My tryst with the typewriter began in the early 1970s when I joined a typewriting institute in Triplicane,  Chennai. I was given a damn old machine on which I had to hammer the key-caps – a, s, d and f – in quick succession, repeatedly. The manager-cum-master of the institute used to tell us that we wouldn’t get a better machine to work on unless and until we achieved perfection at each stage of our typewriting learning sessions. He was a hard nut to crack. One had to sweat it out to prove his/her mettle.

   

The typewriter allotted to me was an ancient and antique-like one with frayed paint and keys extracted from old machines that had given up the ghost. While typing, some keys would become loose and fall to the ground, and I had to frantically chase and recover them before fixing them back in place. After one got familiar with the keyboard, he/she would be given exercise WORK-SHEETS to type. Each assignment would be closely monitored. Once the initial exercises were completed to the satisfaction of the master, we were ushered into what used to be called the ‘speed’ stage. There would be stiff competition among us to impress the master with our speed, perfection, and neat execution to get a better typewriter.

   

Once in employment, a typist or stenographer was required to give an impeccable and impressive performance on a manual typewriter. Irrespective of one’s performance in the Lower or Higher Typewriting examinations, one had to prove his/her worth again and again to please the boss.

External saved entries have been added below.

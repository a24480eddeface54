mod app;
mod chart;
mod cli;
mod color;
mod config;
mod data;
mod export;
mod render;
mod state;
mod tasks;
mod ui;

use anyhow::Result;
use clap::Parser;

use cli::Cli;

fn main() -> Result<()> {
    env_logger::init();

    let job = Cli::parse().into_job()?;
    log::debug!("Running {job:?}");
    tasks::run(&job)
}
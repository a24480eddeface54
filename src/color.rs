use eframe::egui::Color32;
use palette::{Hsl, IntoColor, Srgb};

/// Hue of the first series; later series are spread evenly around the wheel.
const BASE_HUE: f32 = 215.0;

// ---------------------------------------------------------------------------
// Color palette generator
// ---------------------------------------------------------------------------

/// `n` visually distinct colours as 8-bit RGB triples.
pub fn palette_rgb(n: usize) -> Vec<(u8, u8, u8)> {
    (0..n)
        .map(|i| {
            let hue = BASE_HUE + (i as f32 / n as f32) * 360.0;
            let hsl = Hsl::new(hue, 0.75, 0.45);
            let rgb: Srgb = hsl.into_color();
            (
                (rgb.red * 255.0) as u8,
                (rgb.green * 255.0) as u8,
                (rgb.blue * 255.0) as u8,
            )
        })
        .collect()
}

/// Same colours as [`palette_rgb`], for egui.
pub fn generate_palette(n: usize) -> Vec<Color32> {
    palette_rgb(n)
        .into_iter()
        .map(|(r, g, b)| Color32::from_rgb(r, g, b))
        .collect()
}

#[cfg(test)]
mod tests {
    use super::*;

    #[test]
    fn palette_has_requested_size() {
        assert!(generate_palette(0).is_empty());
        assert_eq!(palette_rgb(4).len(), 4);
    }

    #[test]
    fn colours_are_distinct() {
        let colours = palette_rgb(5);
        for (i, a) in colours.iter().enumerate() {
            for b in &colours[i + 1..] {
                assert_ne!(a, b);
            }
        }
    }
}
use eframe::egui::{self, Color32, RichText, ScrollArea, Ui};
use egui_extras::{Column, TableBuilder};

use crate::state::ViewerState;

// ---------------------------------------------------------------------------
// Left side panel – series list and statistics
// ---------------------------------------------------------------------------

/// Render the left panel: one checkbox per series, then a stats table.
pub fn side_panel(ui: &mut Ui, state: &mut ViewerState) {
    ui.heading("Series");
    ui.separator();

    if state.chart.series.is_empty() {
        ui.label("No series loaded.");
        return;
    }

    let mut toggled = None;
    ScrollArea::vertical()
        .id_salt("series_list")
        .max_height(ui.available_height() * 0.5)
        .auto_shrink([false, true])
        .show(ui, |ui: &mut Ui| {
            for (idx, series) in state.chart.series.iter().enumerate() {
                let text = RichText::new(&series.label).color(state.colors[idx]);
                let mut checked = state.visible[idx];
                if ui.checkbox(&mut checked, text).changed() {
                    toggled = Some(idx);
                }
            }
        });
    if let Some(idx) = toggled {
        state.toggle_series(idx);
    }

    ui.separator();
    ui.strong("Statistics");
    stats_table(ui, state);
}

fn stats_table(ui: &mut Ui, state: &ViewerState) {
    TableBuilder::new(ui)
        .striped(true)
        .column(Column::auto())
        .column(Column::auto())
        .column(Column::auto())
        .column(Column::remainder())
        .header(20.0, |mut header| {
            for title in ["Series", "Points", "Min", "Max"] {
                header.col(|ui| {
                    ui.strong(title);
                });
            }
        })
        .body(|mut body| {
            for series in &state.chart.series {
                let (min, max) = series
                    .y_range()
                    .map(|(lo, hi)| (format!("{lo:.4e}"), format!("{hi:.4e}")))
                    .unwrap_or_else(|| ("–".into(), "–".into()));
                body.row(18.0, |mut row| {
                    row.col(|ui| {
                        ui.label(&series.label);
                    });
                    row.col(|ui| {
                        ui.label(series.len().to_string());
                    });
                    row.col(|ui| {
                        ui.label(&min);
                    });
                    row.col(|ui| {
                        ui.label(&max);
                    });
                });
            }
        });
}

// ---------------------------------------------------------------------------
// Top bar
// ---------------------------------------------------------------------------

/// Render the top menu / toolbar.
pub fn top_bar(ui: &mut Ui, state: &mut ViewerState) {
    egui::menu::bar(ui, |ui: &mut Ui| {
        ui.menu_button("File", |ui: &mut Ui| {
            if ui.button("Add series…").clicked() {
                open_file_dialog(state);
                ui.close_menu();
            }
            if ui.button("Close").clicked() {
                ui.ctx().send_viewport_cmd(egui::ViewportCommand::Close);
            }
        });

        ui.separator();

        ui.label(format!(
            "{} series, {} visible",
            state.chart.series.len(),
            state.visible_count()
        ));

        ui.separator();

        if ui.selectable_label(state.show_legend, "Legend").clicked() {
            state.show_legend = !state.show_legend;
        }
        if ui.selectable_label(state.show_grid, "Grid").clicked() {
            state.show_grid = !state.show_grid;
        }

        if let Some(msg) = &state.status_message {
            ui.label(RichText::new(msg).color(Color32::RED));
        }
    });
}

// ---------------------------------------------------------------------------
// File dialog
// ---------------------------------------------------------------------------

pub fn open_file_dialog(state: &mut ViewerState) {
    let file = rfd::FileDialog::new()
        .set_title("Add measurement series")
        .pick_file();

    if let Some(path) = file {
        state.load_series_file(&path);
    }
}
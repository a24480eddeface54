use std::path::PathBuf;

use anyhow::{Context, Result};

use crate::app;
use crate::chart::Chart;
use crate::config::OutputMode;
use crate::export;

/// Final step of every plotting task: consume a finished chart.
pub trait Renderer {
    fn render(&mut self, chart: Chart) -> Result<()>;
}

/// Opens one blocking window per chart.
pub struct WindowRenderer;

impl Renderer for WindowRenderer {
    fn render(&mut self, chart: Chart) -> Result<()> {
        app::show(chart)
    }
}

/// Writes `<dir>/<title-slug>.svg` per chart.
pub struct SvgRenderer {
    dir: PathBuf,
}

impl SvgRenderer {
    pub fn new(dir: impl Into<PathBuf>) -> Self {
        Self { dir: dir.into() }
    }
}

impl Renderer for SvgRenderer {
    fn render(&mut self, chart: Chart) -> Result<()> {
        std::fs::create_dir_all(&self.dir)
            .with_context(|| format!("creating output directory {}", self.dir.display()))?;
        let path = self
            .dir
            .join(format!("{}.svg", export::file_slug(&chart.title)));
        export::save_svg(&chart, &path)
    }
}

pub fn renderer_for(output: &OutputMode) -> Box<dyn Renderer> {
    match output {
        OutputMode::Display => Box::new(WindowRenderer),
        OutputMode::Save { dir } => Box::new(SvgRenderer::new(dir.clone())),
    }
}

#[cfg(test)]
mod tests {
    use super::*;
    use crate::data::model::Series;

    #[test]
    fn svg_renderer_names_files_after_titles() {
        let dir = tempfile::tempdir().unwrap();
        let out = dir.path().join("plots");
        let mut renderer = SvgRenderer::new(&out);

        let mut chart = Chart::new("Recall", "num of files", "recall");
        chart.add_series(Series::indexed("recall", vec![0.01, 0.02]));
        renderer.render(chart).unwrap();

        let names: Vec<_> = std::fs::read_dir(&out)
            .unwrap()
            .map(|entry| entry.unwrap().file_name())
            .collect();
        assert_eq!(names, ["recall.svg"]);
    }
}
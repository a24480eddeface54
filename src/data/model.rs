use std::fmt;

// ---------------------------------------------------------------------------
// Series – one plottable line
// ---------------------------------------------------------------------------

/// An ordered sequence of `(x, y)` points read from one file.
///
/// `x` and `y` always have the same length; `x[i]` pairs with `y[i]`.
#[derive(Debug, Clone, PartialEq)]
pub struct Series {
    /// Legend name.
    pub label: String,
    /// Iteration axis (x).
    pub x: Vec<f64>,
    /// Measurement axis (y) – same length as `x`.
    pub y: Vec<f64>,
}

impl Series {
    pub fn new(label: impl Into<String>, x: Vec<f64>, y: Vec<f64>) -> Self {
        debug_assert_eq!(x.len(), y.len());
        Series {
            label: label.into(),
            x,
            y,
        }
    }

    /// Build a series whose x axis is the 1-based position of each value.
    pub fn indexed(label: impl Into<String>, y: Vec<f64>) -> Self {
        let x = (1..=y.len()).map(|i| i as f64).collect();
        Series::new(label, x, y)
    }

    pub fn len(&self) -> usize {
        self.y.len()
    }

    /// Points that can be drawn: pairs with a NaN or infinite coordinate
    /// are left out.
    pub fn plot_points(&self) -> impl Iterator<Item = (f64, f64)> + '_ {
        self.x
            .iter()
            .copied()
            .zip(self.y.iter().copied())
            .filter(|(x, y)| x.is_finite() && y.is_finite())
    }

    /// Smallest and largest finite y value, `None` if there is none.
    pub fn y_range(&self) -> Option<(f64, f64)> {
        min_max(&self.y)
    }

    pub fn x_range(&self) -> Option<(f64, f64)> {
        min_max(&self.x)
    }
}

fn min_max(values: &[f64]) -> Option<(f64, f64)> {
    let mut finite = values.iter().copied().filter(|v| v.is_finite());
    let first = finite.next()?;
    Some(finite.fold((first, first), |(min, max), v| (min.min(v), max.max(v))))
}

// ---------------------------------------------------------------------------
// LabeledSeries – text labels with one value each
// ---------------------------------------------------------------------------

/// Values keyed by an opaque text label (the first field of a
/// space-delimited row). Labels are never parsed.
#[derive(Debug, Clone, Default, PartialEq)]
pub struct LabeledSeries {
    pub labels: Vec<String>,
    pub values: Vec<f64>,
}

// ---------------------------------------------------------------------------
// RankEntry – one row of a ranking file
// ---------------------------------------------------------------------------

/// `<key>;<value>` row. The key is either a document name or the number of
/// walks that produced the ranking, depending on the file.
#[derive(Debug, Clone, PartialEq)]
pub struct RankEntry {
    pub key: String,
    pub value: f64,
}

impl fmt::Display for RankEntry {
    fn fmt(&self, f: &mut fmt::Formatter<'_>) -> fmt::Result {
        write!(f, "{};{}", self.key, self.value)
    }
}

Some persnickety and fastidious bosses would demand a few drafts before settling for the final ‘fair copy’.

  

The advent of the electric typewriter, of course, took the labour out of the work, but the feather touch it needed was difficult to master for typists reared on old hard-touch Remingtons. Then came the electronic typewriters with their memory fields for texts, formats, etc., which facilitated editing any number of times. It was a great relief indeed! However, electronic typewriters with allied peripherals and accessories were very costly. The onward transition to computers with their myriad mind-boggling word processing facilities completely re-drew the contours of document preparation and left the manual typewriter on the verge of extinction. However, the clickety-clack of the typewriter ruled the roost for more than a century.

     

(R.SAMPATH)

   

This article was published in the 'Mindspace' column of THE INDIAN EXPRESS dated 10.1.2018 with the caption 'WHO CAN FORGET THE REMINGTON?'.